Dr. James Grigson, one of the psychiatrists employed by Texas, was expelled from the American Psychiatric Association for asserting that he could with 100% certainty predict which individuals would engage in future violent acts.

The so-called “modern era” of Texas executions began with that of Charlie Brooks on December 7, 1982, the first person put to death by lethal injection. Since that time, Texas has executed more than four hundred individuals (416 as of October 2008), far more than any other state.  Popular support for the death penalty remains high, though it has lowered somewhat since the option of life without parole can now be offered to juries. No one supports the execution of innocent people. Overall, 70 per cent of Americans oppose the execution of the mentally retarded.  The Supreme Court has decreed that persons under the age of 18 at the time of the crime may not be executed.

Though supporters of the death penalty maintain that it is a deterrent to crime, many statistical studies indicate that it has no measurable effect. It is unfairly applied among states and even among counties in the same state. Racial disparities remain in the use of the death penalty, with murderers of whites between four and five times as likely to be sentenced to death as murderers of blacks. Blacks have consistently made up about 40 per cent of the death row population while making up only about 12 per cent of the total population.

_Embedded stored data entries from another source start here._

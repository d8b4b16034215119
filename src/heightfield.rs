use std::ops::{Index, IndexMut};

use anyhow::{Result, ensure};
use glam::Vec3;

/// Grid dimensions, both guaranteed non-zero.
#[derive(Clone, Copy, Debug, PartialEq, Eq)]
pub struct GridSize {
    x_size: usize,
    z_size: usize,
}

impl GridSize {
    pub fn new(x_size: usize, z_size: usize) -> Result<Self> {
        ensure!(
            x_size > 0 && z_size > 0,
            "grid dimensions must be positive, got {x_size}x{z_size}"
        );
        Ok(Self { x_size, z_size })
    }

    pub fn x_size(&self) -> usize {
        self.x_size
    }

    pub fn z_size(&self) -> usize {
        self.z_size
    }

    pub fn vertex_count(&self) -> usize {
        self.x_size * self.z_size
    }

    /// `x_size + z_size`, the quantity every generation formula scales with.
    pub fn extent(&self) -> f32 {
        (self.x_size + self.z_size) as f32
    }

    pub fn contains(&self, x: usize, z: usize) -> bool {
        x < self.x_size && z < self.z_size
    }

    /// Every `(x, z)` coordinate, x-major.
    pub fn coords(&self) -> impl Iterator<Item = (usize, usize)> + use<> {
        let z_size = self.z_size;
        (0..self.x_size).flat_map(move |x| (0..z_size).map(move |z| (x, z)))
    }
}

/// Dense `x_size * z_size` grid stored flat at `x * z_size + z`.
///
/// Indexing outside the grid panics; use [`Grid::try_get`] when the coordinate
/// may be off the edge.
#[derive(Clone, Debug, PartialEq)]
pub struct Grid<T> {
    size: GridSize,
    cells: Vec<T>,
}

pub type Heightfield = Grid<f32>;
pub type NormalField = Grid<Vec3>;

impl<T: Clone> Grid<T> {
    pub fn filled(size: GridSize, value: T) -> Self {
        Self {
            size,
            cells: vec![value; size.vertex_count()],
        }
    }
}

impl<T> Grid<T> {
    pub fn from_fn(size: GridSize, mut f: impl FnMut(usize, usize) -> T) -> Self {
        let cells = size.coords().map(|(x, z)| f(x, z)).collect();
        Self { size, cells }
    }

    pub fn size(&self) -> GridSize {
        self.size
    }

    pub fn x_size(&self) -> usize {
        self.size.x_size
    }

    pub fn z_size(&self) -> usize {
        self.size.z_size
    }

    pub fn try_get(&self, x: usize, z: usize) -> Option<&T> {
        self.size.contains(x, z).then(|| &self.cells[x * self.size.z_size + z])
    }

    pub fn get(&self, x: usize, z: usize) -> &T {
        &self[(x, z)]
    }

    pub fn as_slice(&self) -> &[T] {
        &self.cells
    }

    pub fn iter(&self) -> impl Iterator<Item = &T> {
        self.cells.iter()
    }

    pub fn iter_mut(&mut self) -> impl Iterator<Item = &mut T> {
        self.cells.iter_mut()
    }

    fn offset(&self, x: usize, z: usize) -> usize {
        assert!(
            self.size.contains(x, z),
            "grid index ({x}, {z}) out of range for {}x{} grid",
            self.size.x_size,
            self.size.z_size
        );
        x * self.size.z_size + z
    }
}

impl<T> Index<(usize, usize)> for Grid<T> {
    type Output = T;

    fn index(&self, (x, z): (usize, usize)) -> &T {
        &self.cells[self.offset(x, z)]
    }
}

impl<T> IndexMut<(usize, usize)> for Grid<T> {
    fn index_mut(&mut self, (x, z): (usize, usize)) -> &mut T {
        let offset = self.offset(x, z);
        &mut self.cells[offset]
    }
}

impl Heightfield {
    pub fn zeroed(size: GridSize) -> Self {
        Self::filled(size, 0.0)
    }

    /// Largest height in the grid.
    pub fn max_value(&self) -> f32 {
        self.cells.iter().copied().fold(f32::NEG_INFINITY, f32::max)
    }
}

David R. Dow, professor of law at the University of Houston Law Center and founder and director of the Texas Innocence Network says, “The death penalty we have today is as arbitrary as it was a generation ago when the Supreme Court briefly condemned it as unconstitutional.” In its use of the death penalty, Texas is becoming something of an anomaly even in this country. Fourteen states now have no death penalty. An additional 21 states have not had an execution since January, 2007. Countries wishing to join the European Union must abolish the death penalty. China carries out over half the world’s executions each year, followed by Iraq, Iran, and Saudi Arabia.

LWV-Texas now faces a choice: Vote to delete the reference to execution from our state position, so that we may lobby for any bill opposing the death penalty. Or keep our position and only support bills for a moratorium on the death penalty. The death penalty issue is very important. Since only two members from each League can vote at the Lobby Day/Statewide meeting in March, we will consider the death penalty position at the next state Convention in 2010 when more voting members are in attendance. LWV-Texas will continue to support any legislation calling for a moratorium on capital punishment in the next session.